Several European countries pay north of $7 or $8 per gallon, including Germany, France, Italy, Spain and the United Kingdom. At the top of the list of most expensive prices is Hong Kong, where prices per gallon are over $11, followed by Norway at over $10.
“European prices for energy of all kinds are higher than what consumers are paying in the United States,” Peter McNally, global sector head for industrials, materials and energy at Third Bridge told Reuters. YahooFinance. “It was before 2022, but it’s only gotten wider since then.”
McNally explained that the main reason for the discrepancy is “the difference between fuel prices in the US and Europe is tax rates – Europe has significantly higher taxes than the US” .
Another reason for rising petrol or gasoline prices in Europe is that crude oil typically uses Brent (BZ=F) as feedstock, which trades at a higher price than the index US benchmark West Texas Intermediate (CL=F).
“Not only do refiners in Europe pay this premium for crude oil feedstock,” McNally noted, “but they generally have higher operating costs than refineries in the United States.”
The countries that pay the least for gasoline are the oil producers, Venezuela, Iran and Libya. A gallon of fuel in these places costs between 8 cents and 20 cents a gallon – cheaper than bottled water in the United States.
“Rising interest rates around the world will hurt the consumer’s wallet”

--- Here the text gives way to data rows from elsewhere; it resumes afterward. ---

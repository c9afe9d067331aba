//! JSON RPC-over-HTTP surface: one POST route per gateway operation,
//! mirroring the operation names callers use (`prompt.list`,
//! `tag.create`, ...). Queries and mutations alike take a JSON body and
//! return either the shaped result or the error envelope
//! `{"error": {"code", "message"}}`.

use std::sync::Arc;

use actix_cors::Cors;
use actix_web::http::StatusCode;
use actix_web::{web, App, HttpResponse, HttpServer, ResponseError};
use serde::{Deserialize, Serialize};

use crate::domain::error::AppError;
use crate::infrastructure::config::AppConfig;

pub mod auth;
pub mod prompts;
pub mod state;
pub mod tags;

use state::AppState;

#[derive(Debug, Deserialize)]
pub struct IdInput {
    pub id: String,
}

#[derive(Debug, Serialize)]
pub struct Success {
    pub success: bool,
}

impl ResponseError for AppError {
    fn status_code(&self) -> StatusCode {
        match self {
            AppError::Validation(_) => StatusCode::BAD_REQUEST,
            AppError::Unauthorized(_) => StatusCode::UNAUTHORIZED,
            AppError::Forbidden(_) => StatusCode::FORBIDDEN,
            AppError::NotFound(_) => StatusCode::NOT_FOUND,
            AppError::Conflict(_) => StatusCode::CONFLICT,
            AppError::DatabaseError(_) | AppError::Internal(_) => {
                StatusCode::INTERNAL_SERVER_ERROR
            }
        }
    }

    fn error_response(&self) -> HttpResponse {
        if self.status_code().is_server_error() {
            tracing::error!(error = %self, "request failed");
        }
        HttpResponse::build(self.status_code()).json(serde_json::json!({
            "error": { "code": self.code(), "message": self.message() }
        }))
    }
}

async fn health() -> web::Json<serde_json::Value> {
    web::Json(serde_json::json!({ "status": "ok" }))
}

pub fn configure(cfg: &mut web::ServiceConfig) {
    cfg.route("/health", web::get().to(health)).service(
        web::scope("/rpc")
            .route("/auth.me", web::get().to(auth::me))
            .route("/prompt.list", web::post().to(prompts::list))
            .route("/prompt.get", web::post().to(prompts::get))
            .route("/prompt.create", web::post().to(prompts::create))
            .route("/prompt.update", web::post().to(prompts::update))
            .route("/prompt.delete", web::post().to(prompts::delete))
            .route(
                "/prompt.toggleFavorite",
                web::post().to(prompts::toggle_favorite),
            )
            .route("/tag.list", web::post().to(tags::list))
            .route("/tag.create", web::post().to(tags::create))
            .route("/tag.update", web::post().to(tags::update))
            .route("/tag.delete", web::post().to(tags::delete)),
    );
}

pub async fn serve(state: Arc<AppState>, config: &AppConfig) -> std::io::Result<()> {
    let data = web::Data::from(state);
    let cors_origin = config.cors_origin.clone();

    HttpServer::new(move || {
        let cors = match &cors_origin {
            Some(origin) => Cors::default()
                .allowed_origin(origin)
                .allow_any_method()
                .allow_any_header(),
            None => Cors::permissive(),
        };
        App::new()
            .app_data(data.clone())
            .wrap(cors)
            .configure(configure)
    })
    .bind((config.bind.as_str(), config.port))?
    .run()
    .await
}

As central banks around the world continue to fight inflation by raising interest rates, demand destruction for gasoline and other refined products will likely follow.
“Rising interest rates around the world will hit the consumer’s wallet,” Andy Lipow of Lipow Oil Associates wrote in a note to investors. “I think that will lead to further demand destruction and lower prices.”
Relief for Americans could be coming: The national gasoline average now sits at $5 a gallon, down 2 cents from a record high earlier this week, according to AAA.
“I expect gas prices to fall 5 cents per gallon over the next 7 days to $4.95 and hopefully another 5 to 10 cents thereafter,” Lipow said. “Gasoline futures prices are off their highs.”
The same may not be true for diesel prices, which continue to reach record highs.
“Diesel is the most scarcely available refined product in the world,” Lipow noted.